The origin of this legal maxim is in the phrase – “exceptio probat regulam in casibus non exceptis”, of the republican Rome. The meaning of this phrase in the republican Rome was – ‘The exception of a rules implies that there is a general rule in the first place’. The second part of this phrase ‘casibus non exceptis’ is generally missing in the use of this maxim in modern times , thus, creates a confusion and gets misinterpreted.
The meaning of this legal maxim has been widely misinterpreted. In literal sense it means that if there is an exception which can be applied to a specific case this proves that a general rule exists. The best example of this legal maxim can be a sign board providing “Left turn prohibited’, it automatically & implicitly provides that taking a right turn or going straight is permitted.
‘XYZ University’ posted notification regarding ‘Call for Papers for Law Journal’ on its Facebook page. The notification explicitly mentioned that students and professors of ‘XYZ University’ are not allowed to submit articles, thus the rule that students and professors of other universities can submit articles is implied and is to be considered as general rule.

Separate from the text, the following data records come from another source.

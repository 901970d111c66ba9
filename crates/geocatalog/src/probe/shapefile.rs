//! ESRI Shapefile: `.shp` geometry, `.shx` index, `.dbf` attributes and
//! `.prj` spatial reference.

use std::fs::File;
use std::io::{Read, Seek, SeekFrom};
use std::path::{Path, PathBuf};

use super::dbf::DbfHeader;
use super::{
    extension, file_stem, geometry_type_name, ring_is_valid, validate_vector, DatasetDriver,
    DriverError, DriverFamily, DriverLayer, FeatureSample, LayerReport, ProbeOptions,
};
use crate::record::{DataType, Extent, IssueStage, VectorAttributes};
use crate::sidecar;

const FORMAT: &str = "ESRI Shapefile";
const FILE_CODE: i32 = 9994;
const VERSION: i32 = 1000;
const HEADER_LEN: usize = 100;

#[derive(Debug, Clone, Copy, PartialEq, Eq)]
pub(crate) enum ShapeType {
    Null,
    Point,
    PolyLine,
    Polygon,
    MultiPoint,
    MultiPatch,
}

#[derive(Debug, Clone, Copy, PartialEq)]
pub(crate) struct ShpHeader {
    pub file_len_bytes: u64,
    pub shape: ShapeType,
    pub has_z: bool,
    pub has_m: bool,
    pub bbox: [f64; 4],
}

impl ShpHeader {
    pub fn parse(bytes: &[u8]) -> Result<Self, DriverError> {
        if bytes.len() < HEADER_LEN {
            return Err(DriverError::malformed(FORMAT, "header truncated"));
        }
        let code = i32::from_be_bytes([bytes[0], bytes[1], bytes[2], bytes[3]]);
        if code != FILE_CODE {
            return Err(DriverError::NotRecognized);
        }
        let words = i32::from_be_bytes([bytes[24], bytes[25], bytes[26], bytes[27]]);
        let version = i32::from_le_bytes([bytes[28], bytes[29], bytes[30], bytes[31]]);
        if version != VERSION {
            return Err(DriverError::malformed(FORMAT, format!("unsupported version {}", version)));
        }
        let type_code = i32::from_le_bytes([bytes[32], bytes[33], bytes[34], bytes[35]]);
        let (shape, has_z, has_m) = match type_code {
            0 => (ShapeType::Null, false, false),
            1 => (ShapeType::Point, false, false),
            3 => (ShapeType::PolyLine, false, false),
            5 => (ShapeType::Polygon, false, false),
            8 => (ShapeType::MultiPoint, false, false),
            11 => (ShapeType::Point, true, false),
            13 => (ShapeType::PolyLine, true, false),
            15 => (ShapeType::Polygon, true, false),
            18 => (ShapeType::MultiPoint, true, false),
            21 => (ShapeType::Point, false, true),
            23 => (ShapeType::PolyLine, false, true),
            25 => (ShapeType::Polygon, false, true),
            28 => (ShapeType::MultiPoint, false, true),
            31 => (ShapeType::MultiPatch, true, false),
            other => {
                return Err(DriverError::malformed(FORMAT, format!("unknown shape type {}", other)))
            }
        };
        let mut bbox = [0.0; 4];
        for (i, value) in bbox.iter_mut().enumerate() {
            let at = 36 + i * 8;
            *value = f64::from_le_bytes(read8(&bytes[at..at + 8]));
        }
        Ok(Self {
            file_len_bytes: u64::from(words.max(0) as u32) * 2,
            shape,
            has_z,
            has_m,
            bbox,
        })
    }

    pub fn geometry_type(&self) -> Option<String> {
        let base = match self.shape {
            ShapeType::Null => return None,
            ShapeType::Point => "Point",
            ShapeType::PolyLine => "Line String",
            ShapeType::Polygon => "Polygon",
            ShapeType::MultiPoint => "Multi Point",
            ShapeType::MultiPatch => "Multi Polygon",
        };
        Some(geometry_type_name(base, self.has_z, self.has_m))
    }

    /// Header bounding box, or `None` for an empty file or a bogus box.
    pub fn extent(&self, feature_count: u64) -> Option<Extent> {
        let [min_x, min_y, max_x, max_y] = self.bbox;
        let all_zero = self.bbox.iter().all(|v| *v == 0.0);
        if feature_count == 0 && all_zero {
            return None;
        }
        let extent = Extent::new(min_x, min_y, max_x, max_y);
        let sane = extent.is_finite() && min_x <= max_x && min_y <= max_y && min_x > -1e38;
        sane.then_some(extent)
    }
}

fn read8(bytes: &[u8]) -> [u8; 8] {
    let mut out = [0u8; 8];
    out.copy_from_slice(&bytes[..8]);
    out
}

fn sibling(path: &Path, ext: &str) -> Option<PathBuf> {
    [ext.to_ascii_lowercase(), ext.to_ascii_uppercase()]
        .into_iter()
        .map(|e| path.with_extension(e))
        .find(|p| p.is_file())
}

/// Record count from the `.shx` index: fixed 8-byte entries after the header.
fn count_from_index(shx: &Path) -> Result<u64, DriverError> {
    let len = std::fs::metadata(shx)?.len();
    if len < HEADER_LEN as u64 {
        return Err(DriverError::malformed(FORMAT, "index truncated"));
    }
    Ok((len - HEADER_LEN as u64) / 8)
}

/// Record count by walking the `.shp` record headers.
fn count_from_records(shp: &Path, header: &ShpHeader) -> Result<u64, DriverError> {
    let mut file = File::open(shp)?;
    let end = header.file_len_bytes.min(file.metadata()?.len());
    let mut offset = HEADER_LEN as u64;
    let mut count = 0;
    let mut record_header = [0u8; 8];
    while offset + 8 <= end {
        file.seek(SeekFrom::Start(offset))?;
        file.read_exact(&mut record_header)?;
        let words = i32::from_be_bytes([
            record_header[4],
            record_header[5],
            record_header[6],
            record_header[7],
        ]);
        if words < 0 {
            return Err(DriverError::malformed(FORMAT, "negative record length"));
        }
        offset += 8 + u64::from(words as u32) * 2;
        count += 1;
    }
    Ok(count)
}

fn le_i32(bytes: &[u8], at: usize) -> Option<i32> {
    bytes
        .get(at..at + 4)
        .map(|b| i32::from_le_bytes([b[0], b[1], b[2], b[3]]))
}

fn le_f64(bytes: &[u8], at: usize) -> Option<f64> {
    bytes.get(at..at + 8).map(|b| f64::from_le_bytes(read8(b)))
}

/// Reads the first record and checks its geometry.
fn sample_first_shape(shp: &Path) -> FeatureSample {
    let read = || -> Result<Vec<u8>, std::io::Error> {
        let mut file = File::open(shp)?;
        file.seek(SeekFrom::Start(HEADER_LEN as u64))?;
        let mut record_header = [0u8; 8];
        file.read_exact(&mut record_header)?;
        let words = i32::from_be_bytes([
            record_header[4],
            record_header[5],
            record_header[6],
            record_header[7],
        ]);
        let len = (words.max(0) as u64) * 2;
        if len > file.metadata()?.len() {
            return Err(std::io::Error::new(
                std::io::ErrorKind::UnexpectedEof,
                "record extends past end of file",
            ));
        }
        let mut content = vec![0u8; len as usize];
        file.read_exact(&mut content)?;
        Ok(content)
    };
    let content = match read() {
        Ok(content) => content,
        Err(_) => return FeatureSample::Unreadable,
    };
    match check_shape(&content) {
        Some(sample) => sample,
        None => FeatureSample::Unreadable,
    }
}

/// `None` when the content is too short for its declared shape.
fn check_shape(content: &[u8]) -> Option<FeatureSample> {
    let code = le_i32(content, 0)?;
    match code {
        0 => Some(FeatureSample::NoGeometry),
        1 | 11 | 21 => {
            let x = le_f64(content, 4)?;
            let y = le_f64(content, 12)?;
            Some(FeatureSample::Geometry {
                valid: x.is_finite() && y.is_finite(),
            })
        }
        8 | 18 | 28 => {
            let points = le_i32(content, 36)?;
            Some(FeatureSample::Geometry { valid: points >= 1 })
        }
        31 => {
            let points = le_i32(content, 40)?;
            Some(FeatureSample::Geometry { valid: points >= 3 })
        }
        3 | 13 | 23 | 5 | 15 | 25 => {
            let parts = le_i32(content, 36)?;
            let points = le_i32(content, 40)?;
            if parts < 1 || points < 1 {
                return Some(FeatureSample::Geometry { valid: false });
            }
            if parts as usize > content.len() / 4 || points as usize > content.len() / 16 {
                return None;
            }
            let mut starts = Vec::with_capacity(parts as usize);
            for i in 0..parts as usize {
                starts.push(le_i32(content, 44 + i * 4)?.max(0) as usize);
            }
            let points_at = 44 + parts as usize * 4;
            let mut xy = Vec::with_capacity(points as usize);
            for i in 0..points as usize {
                let at = points_at + i * 16;
                xy.push((le_f64(content, at)?, le_f64(content, at + 8)?));
            }
            let valid = match code {
                3 | 13 | 23 => part_slices(&starts, &xy).all(|part| part.len() >= 2),
                _ => part_slices(&starts, &xy).all(ring_is_valid),
            };
            Some(FeatureSample::Geometry { valid })
        }
        _ => None,
    }
}

fn part_slices<'a>(
    starts: &'a [usize],
    points: &'a [(f64, f64)],
) -> impl Iterator<Item = &'a [(f64, f64)]> + 'a {
    starts.iter().enumerate().map(move |(i, start)| {
        let end = starts.get(i + 1).copied().unwrap_or(points.len());
        let start = (*start).min(points.len());
        &points[start..end.max(start).min(points.len())]
    })
}

pub struct ShapefileDriver;

impl DatasetDriver for ShapefileDriver {
    fn short_name(&self) -> &'static str {
        "ESRI Shapefile"
    }

    fn long_name(&self) -> &'static str {
        "ESRI Shapefile"
    }

    fn family(&self) -> DriverFamily {
        DriverFamily::Vector
    }

    fn open(&self, path: &Path, options: &ProbeOptions) -> Result<Vec<DriverLayer>, DriverError> {
        if extension(path).as_deref() != Some("shp") {
            return Err(DriverError::NotRecognized);
        }
        let mut bytes = [0u8; HEADER_LEN];
        File::open(path)?
            .read_exact(&mut bytes)
            .map_err(|_| DriverError::malformed(FORMAT, "header truncated"))?;
        let header = ShpHeader::parse(&bytes)?;

        let mut report = LayerReport::default();
        let dbf = sibling(path, "dbf");
        let table = match &dbf {
            Some(dbf) => match DbfHeader::read(dbf) {
                Ok(table) => Some(table),
                Err(e) => {
                    report.fail(IssueStage::Fields, format!("Cannot read attribute table: {}", e));
                    None
                }
            },
            None => {
                report.fail(IssueStage::Fields, "Missing .dbf attribute table");
                None
            }
        };

        let feature_count = match (&table, sibling(path, "shx")) {
            (Some(table), _) => Some(u64::from(table.record_count)),
            (None, Some(shx)) => count_from_index(&shx).ok(),
            (None, None) => count_from_records(path, &header).ok(),
        };
        if feature_count.is_none() {
            report.fail(IssueStage::Driver, "Cannot count features");
        }

        report.crs = sidecar::read_prj(path);
        report.native_extent = header.extent(feature_count.unwrap_or(0));

        let is_table = header.shape == ShapeType::Null;
        report.vector = Some(VectorAttributes {
            geometry_type: header.geometry_type(),
            feature_count,
            fields: table.as_ref().map(DbfHeader::field_infos).unwrap_or_default(),
            has_z: header.has_z,
            has_m: header.has_m,
        });

        if options.validate {
            validate_vector(&mut report, is_table, feature_count.unwrap_or(0), || {
                sample_first_shape(path)
            });
        }

        Ok(vec![DriverLayer {
            name: file_stem(path),
            data_type: if is_table { DataType::Table } else { DataType::Vector },
            report,
        }])
    }
}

Kashmir Motor Driver Association v. Union of India
In the above mentioned case, the principle ‘Exceptio probat regulam’ was used be the honorable High Court of Jammu & Kashmir. 
Bhavani Amma v. Madhavi Amma & anr
In the above mentioned case, the honorable High Court of Kerala Provided
“Exceptio probat regulam de rebus non exceptis. (An exception proves the rule concerning things not excepted.) Section 39, when it says that until partition no member of the tarwad shall be deemed to have any heritable interest in tarwad property, has to be understood to say that what a member gets in partition of the tarwad is heritable property in his or her hands.” 
Williams v. Jones
In the above-mentioned case also the maxim Exceptio probat regulam was used by the court.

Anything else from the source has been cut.